“Yes, that’s what I’ll be. I will kill every last Titan in existence.”
DISCLAIMER: This rewatch will include spoilers for seasons 1-3 of Attack on Titan. If you have not watched all 3 currently available seasons of Attack on Titan, I discourage you from reading further. Even though I am a manga reader, I will not be talking about spoilers for the upcoming season.
Episode 2 is a refugee story. It’s compact in that it covers quite a large chunk of time in order to move on to ODM training and establishing the larger ensemble cast. The titans have invaded, representing a terrorist attack on civilians severe enough to force them to flee. We see images of people forced to leave behind all their possessions so that they may ferry more people to the inner walls.
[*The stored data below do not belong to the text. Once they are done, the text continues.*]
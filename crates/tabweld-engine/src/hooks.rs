#![forbid(unsafe_code)]

//! Lifecycle hook installation and routing.
//!
//! # Design
//!
//! The engine never patches host internals directly; it subscribes to the
//! host's lifecycle event stream through this installer, one hook per
//! component class. Installation is idempotent — a per-class marker prevents
//! double-wiring when navigation re-runs setup — and deferred: a hook for a
//! class the host has not defined yet is parked and completed once the class
//! registry reports it defined. Later redefinitions do not re-install.
//!
//! The host always runs its own lifecycle behavior first (events are drained,
//! never delivered re-entrantly), and hook reactions are *scheduled*, not
//! applied inline, so the host's bookkeeping for a lifecycle call completes
//! before the engine acts on it. There is no uninstall.
//!
//! Engine-caused lifecycle events (re-entrancy marker set during
//! reparenting) are skipped here: the registry self-heals on read, so
//! reacting to our own moves would only schedule redundant reconciliation.

use crate::epoch::EpochKey;
use crate::registry::FragmentSlot;
use ahash::AHashMap;
use std::fmt;
use tabweld_host::{Actor, ClassRegistry, LifecycleEvent, LifecyclePhase};
use tracing::{debug, trace};

/// Which lifecycle phases a hook intercepts and which slot it feeds.
#[derive(Clone, Debug)]
pub struct HookSpec {
    pub class: String,
    /// Slot bound on attach and cleared on detach, when present.
    pub slot: Option<FragmentSlot>,
    pub on_attached: bool,
    pub on_detached: bool,
    pub on_data_changed: bool,
}

impl HookSpec {
    /// Hook all three phases for a relocatable fragment class.
    pub fn fragment(class: impl Into<String>, slot: FragmentSlot) -> Self {
        Self {
            class: class.into(),
            slot: Some(slot),
            on_attached: true,
            on_detached: true,
            on_data_changed: true,
        }
    }

    /// Hook only data-change notifications (no slot binding).
    pub fn data_only(class: impl Into<String>) -> Self {
        Self {
            class: class.into(),
            slot: None,
            on_attached: false,
            on_detached: false,
            on_data_changed: true,
        }
    }

    fn handles(&self, phase: LifecyclePhase) -> bool {
        match phase {
            LifecyclePhase::Attached => self.on_attached,
            LifecyclePhase::Detached => self.on_detached,
            LifecyclePhase::DataChanged => self.on_data_changed,
        }
    }
}

#[derive(Clone, Debug, PartialEq, Eq)]
pub enum HookError {
    /// The spec intercepts no phase at all.
    NothingToHook { class: String },
    /// The spec names an empty class.
    EmptyClass,
}

impl fmt::Display for HookError {
    fn fmt(&self, f: &mut fmt::Formatter<'_>) -> fmt::Result {
        match self {
            Self::NothingToHook { class } => {
                write!(f, "hook for class `{class}` intercepts no lifecycle phase")
            }
            Self::EmptyClass => write!(f, "hook class name is empty"),
        }
    }
}

/// A scheduled reaction produced by routing one lifecycle event.
#[derive(Clone, Copy, Debug, PartialEq, Eq)]
pub enum HookReaction {
    BindSlot(FragmentSlot),
    ClearSlot(FragmentSlot),
    Reconcile,
}

impl HookReaction {
    /// The epoch key the reaction's task is guarded by.
    pub fn epoch_key(self) -> EpochKey {
        match self {
            Self::BindSlot(slot) | Self::ClearSlot(slot) => slot.epoch_key(),
            Self::Reconcile => EpochKey::Reconcile,
        }
    }
}

#[derive(Default)]
pub struct HookInstaller {
    installed: AHashMap<String, HookSpec>,
    pending: Vec<HookSpec>,
    delivered: AHashMap<(String, LifecyclePhase), u64>,
}

impl HookInstaller {
    pub fn new() -> Self {
        Self::default()
    }

    /// Install a hook, or park it until the class is defined. Calling twice
    /// for the same class is a no-op.
    pub fn install(&mut self, registry: &ClassRegistry, spec: HookSpec) -> Result<(), HookError> {
        if spec.class.is_empty() {
            return Err(HookError::EmptyClass);
        }
        if !spec.on_attached && !spec.on_detached && !spec.on_data_changed {
            return Err(HookError::NothingToHook { class: spec.class });
        }
        if self.is_installed(&spec.class) || self.pending.iter().any(|p| p.class == spec.class) {
            trace!(class = %spec.class, "hook already installed; skipping");
            return Ok(());
        }
        if registry.is_defined(&spec.class) {
            debug!(class = %spec.class, "installing lifecycle hook");
            self.installed.insert(spec.class.clone(), spec);
        } else {
            trace!(class = %spec.class, "class not yet defined; parking hook");
            self.pending.push(spec);
        }
        Ok(())
    }

    /// Complete parked installs whose classes have since been defined.
    pub fn complete_pending(&mut self, registry: &ClassRegistry) {
        let mut still_pending = Vec::new();
        for spec in self.pending.drain(..) {
            if registry.is_defined(&spec.class) {
                if self.installed.contains_key(&spec.class) {
                    continue;
                }
                debug!(class = %spec.class, "installing deferred lifecycle hook");
                self.installed.insert(spec.class.clone(), spec);
            } else {
                still_pending.push(spec);
            }
        }
        self.pending = still_pending;
    }

    pub fn is_installed(&self, class: &str) -> bool {
        self.installed.contains_key(class)
    }

    /// Route one drained lifecycle event to its hook reactions.
    pub fn route(&mut self, ev: &LifecycleEvent) -> Vec<HookReaction> {
        if ev.actor == Actor::Engine {
            trace!(kind = %ev.kind, phase = ?ev.phase, "skipping self-inflicted lifecycle event");
            return Vec::new();
        }
        let Some(spec) = self.installed.get(&ev.kind) else {
            return Vec::new();
        };
        if !spec.handles(ev.phase) {
            return Vec::new();
        }
        *self
            .delivered
            .entry((ev.kind.clone(), ev.phase))
            .or_insert(0) += 1;

        let mut reactions = Vec::new();
        match ev.phase {
            LifecyclePhase::Attached => {
                if let Some(slot) = spec.slot {
                    reactions.push(HookReaction::BindSlot(slot));
                }
                reactions.push(HookReaction::Reconcile);
            }
            LifecyclePhase::Detached => {
                if let Some(slot) = spec.slot {
                    reactions.push(HookReaction::ClearSlot(slot));
                }
                reactions.push(HookReaction::Reconcile);
            }
            LifecyclePhase::DataChanged => {
                reactions.push(HookReaction::Reconcile);
            }
        }
        reactions
    }

    /// How many events this installer delivered for `(class, phase)`.
    /// Compared against `Document::dispatch_count` to prove single wiring.
    pub fn delivered_count(&self, class: &str, phase: LifecyclePhase) -> u64 {
        self.delivered
            .get(&(class.to_string(), phase))
            .copied()
            .unwrap_or(0)
    }
}

#[cfg(test)]
mod tests {
    use super::*;
    use tabweld_host::NodeId;

    fn attach_event(kind: &str) -> LifecycleEvent {
        LifecycleEvent {
            node: dummy_node(),
            kind: kind.to_string(),
            phase: LifecyclePhase::Attached,
            actor: Actor::Host,
        }
    }

    fn dummy_node() -> NodeId {
        let mut doc = tabweld_host::Document::new();
        doc.create_element("x")
    }

    #[test]
    fn double_install_is_a_no_op() {
        let mut reg = ClassRegistry::new();
        reg.define("live-chat");
        let mut hooks = HookInstaller::new();
        hooks
            .install(&reg, HookSpec::fragment("live-chat", FragmentSlot::Chat))
            .unwrap();
        hooks
            .install(&reg, HookSpec::fragment("live-chat", FragmentSlot::Chat))
            .unwrap();

        // A single host dispatch yields a single delivery.
        let ev = attach_event("live-chat");
        let reactions = hooks.route(&ev);
        assert_eq!(reactions.len(), 2);
        assert_eq!(hooks.delivered_count("live-chat", LifecyclePhase::Attached), 1);
    }

    #[test]
    fn install_parks_until_class_defined() {
        let mut reg = ClassRegistry::new();
        let mut hooks = HookInstaller::new();
        hooks
            .install(&reg, HookSpec::fragment("playlist-panel", FragmentSlot::Playlist))
            .unwrap();
        assert!(!hooks.is_installed("playlist-panel"));
        assert!(hooks.route(&attach_event("playlist-panel")).is_empty());

        reg.define("playlist-panel");
        hooks.complete_pending(&reg);
        assert!(hooks.is_installed("playlist-panel"));
        assert!(!hooks.route(&attach_event("playlist-panel")).is_empty());
    }

    #[test]
    fn parked_duplicate_does_not_install_twice() {
        let mut reg = ClassRegistry::new();
        let mut hooks = HookInstaller::new();
        let spec = HookSpec::fragment("related-list", FragmentSlot::Related);
        hooks.install(&reg, spec.clone()).unwrap();
        hooks.install(&reg, spec).unwrap();
        reg.define("related-list");
        hooks.complete_pending(&reg);
        hooks.route(&attach_event("related-list"));
        assert_eq!(
            hooks.delivered_count("related-list", LifecyclePhase::Attached),
            1
        );
    }

    #[test]
    fn engine_actored_events_are_skipped() {
        let mut reg = ClassRegistry::new();
        reg.define("live-chat");
        let mut hooks = HookInstaller::new();
        hooks
            .install(&reg, HookSpec::fragment("live-chat", FragmentSlot::Chat))
            .unwrap();
        let mut ev = attach_event("live-chat");
        ev.actor = Actor::Engine;
        assert!(hooks.route(&ev).is_empty());
        assert_eq!(hooks.delivered_count("live-chat", LifecyclePhase::Attached), 0);
    }

    #[test]
    fn invalid_specs_are_rejected() {
        let reg = ClassRegistry::new();
        let mut hooks = HookInstaller::new();
        assert_eq!(
            hooks.install(&reg, HookSpec::data_only("")),
            Err(HookError::EmptyClass)
        );
        let mut spec = HookSpec::data_only("watch-page");
        spec.on_data_changed = false;
        assert!(matches!(
            hooks.install(&reg, spec),
            Err(HookError::NothingToHook { .. })
        ));
    }
}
As ships leave and gates close, people jump to try and save themselves, they try to bribe for their children’s lives, and soldiers abandon their posts.
After they flee, and arrive at a refugee camp within Wall Rose, we see dismal food rations, with some only being given a loaf of bread for the day. Garrison members from Wall Rose are upset at having to give up their precious food and resources to ‘outsiders’ and the refugees fight amongst themselves to try and get more food for their own.
Regarding tone, this episode establishes a hopeless atmosphere that will carry for the majority of this season. Although we saw the death of Eren’s mother in the first episode, we didn’t get a good idea of scale or how this is affecting the whole town. Here, the opening shows us the devastation, religious leaders praying for salvation before their doom, innocents chased into corners before being violently eaten.
The structure of the walls is an inherent clue to the corruption of the upper class and government. Pockets of towns like Shiganshina are on the outer rims of each circle in order for titans to be attracted to those areas, making them less likely to penetrate the inner walls. In essence, if you’re poor, you’re bait. With refugee’s being used in the effort to reclaim Wall Maria, it’s becomes transparent to everyone that their sacrifice was intentional on the part of the government to alleviate the food shortage they’re experiencing.
After the death of Armin’s grandfather, the trio have no remaining ties, so all three decide to enlist in the military. Driven primarily by his hatred, Eren vows to kill all titans, “all enemies,” in existence.
– In typical form, we get hints without context. “It’s happening again,” Mikasa says as she grabs her head. What’s happening again? We’ll find out in four episodes — the loss of Carla means Mikasa lost her family for the second time.
– Okay now this is where the timeline gets interesting. We know from flashbacks in season 3 that Grisha went and stole the power of the Founding Titan from the Reiss family. And we know from Eren’s flashback in the final episode, that Grisha only went after finding out about the fall of Wall Maria in an attempt to appeal to the king to stop the titans from killing his family. The one shot we get of Grisha returning is immediately after he’s killed the Reiss family and stolen the Founding Titan. Also Eren’s ‘dream’ is Eren being turned into a titan and eating his father. From here on out, unbeknownst to Eren, he’s a titan shifter. I always thought it’d be funny if he transformed from something minor.
– We’ve seen Armin living with his grandfather, but this is the first time he’s mentioned that his mother and father are dead. He states specifically to Eren that if, “…you do something dumb, you’ll die, like my mom and dad.” Armins’ grandfather then dies in the Wall Maria effort.
– Reiner, Bert, and Annie make appearances amongst the refugees.
– Despite Eren’s insistence on not relying on reluctant charity and his inherent ability to kill all the titans, Mikasa reminds him that it’s only from the collective help of people around them that they’ve managed to survive this long. “Eat, and survive.” It always makes me think of Sasha’s character, being an extreme, comic representation of this theme. Her story with her father in season 2 builds well off this.
– This is a bit of an expository episode that covers a lot of ground. It’s a tie between the Armored Titan’s first appearance and the final scene. The final scene, I think, is the most impactful in terms of it’s importance to the larger story.